WORK TASK -
Could you extract every entry below and reproduce it exactly?

RECORDS FOR THE EXERCISE -
= Beginning of Section =
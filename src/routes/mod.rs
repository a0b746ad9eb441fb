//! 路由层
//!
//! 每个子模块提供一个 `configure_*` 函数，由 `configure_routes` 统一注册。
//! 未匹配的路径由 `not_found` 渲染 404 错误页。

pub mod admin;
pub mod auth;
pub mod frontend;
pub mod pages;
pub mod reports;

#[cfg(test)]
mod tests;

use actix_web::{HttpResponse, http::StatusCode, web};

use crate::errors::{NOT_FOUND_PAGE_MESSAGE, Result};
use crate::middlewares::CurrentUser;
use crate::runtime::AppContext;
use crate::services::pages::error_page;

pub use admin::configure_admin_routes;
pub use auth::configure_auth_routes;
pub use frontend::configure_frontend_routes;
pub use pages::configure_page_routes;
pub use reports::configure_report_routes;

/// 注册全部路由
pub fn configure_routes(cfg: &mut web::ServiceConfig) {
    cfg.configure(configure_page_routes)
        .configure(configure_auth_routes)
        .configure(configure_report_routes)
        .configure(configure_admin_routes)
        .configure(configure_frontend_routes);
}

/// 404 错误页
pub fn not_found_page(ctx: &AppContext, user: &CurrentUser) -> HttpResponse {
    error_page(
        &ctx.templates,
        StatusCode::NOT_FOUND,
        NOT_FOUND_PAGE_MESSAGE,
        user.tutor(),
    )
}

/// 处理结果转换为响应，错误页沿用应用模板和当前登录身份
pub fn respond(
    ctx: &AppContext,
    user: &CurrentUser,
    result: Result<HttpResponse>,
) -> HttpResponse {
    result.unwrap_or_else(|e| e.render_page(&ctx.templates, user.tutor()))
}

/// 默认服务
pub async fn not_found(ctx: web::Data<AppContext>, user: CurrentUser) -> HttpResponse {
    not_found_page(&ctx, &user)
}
= End of Section =
WORKED SOLUTION -
filename src/routes/mod.rs
repository a0b746ad9eb441fb
//! 路由层
//!
//! 每个子模块提供一个 `configure_*` 函数，由 `configure_routes` 统一注册。
//! 未匹配的路径由 `not_found` 渲染 404 错误页。

pub mod admin;
pub mod auth;
pub mod frontend;
pub mod pages;
pub mod reports;

#[cfg(test)]
mod tests;

use actix_web::{HttpResponse, http::StatusCode, web};

use crate::errors::{NOT_FOUND_PAGE_MESSAGE, Result};
use crate::middlewares::CurrentUser;
use crate::runtime::AppContext;
use crate::services::pages::error_page;

pub use admin::configure_admin_routes;
pub use auth::configure_auth_routes;
pub use frontend::configure_frontend_routes;
pub use pages::configure_page_routes;
pub use reports::configure_report_routes;

/// 注册全部路由
pub fn configure_routes(cfg: &mut web::ServiceConfig) {
    cfg.configure(configure_page_routes)
        .configure(configure_auth_routes)
        .configure(configure_report_routes)
        .configure(configure_admin_routes)
        .configure(configure_frontend_routes);
}

/// 404 错误页
pub fn not_found_page(ctx: &AppContext, user: &CurrentUser) -> HttpResponse {
    error_page(
        &ctx.templates,
        StatusCode::NOT_FOUND,
        NOT_FOUND_PAGE_MESSAGE,
        user.tutor(),
    )
}

/// 处理结果转换为响应，错误页沿用应用模板和当前登录身份
pub fn respond(
    ctx: &AppContext,
    user: &CurrentUser,
    result: Result<HttpResponse>,
) -> HttpResponse {
    result.unwrap_or_else(|e| e.render_page(&ctx.templates, user.tutor()))
}

/// 默认服务
pub async fn not_found(ctx: web::Data<AppContext>, user: CurrentUser) -> HttpResponse {
    not_found_page(&ctx, &user)
}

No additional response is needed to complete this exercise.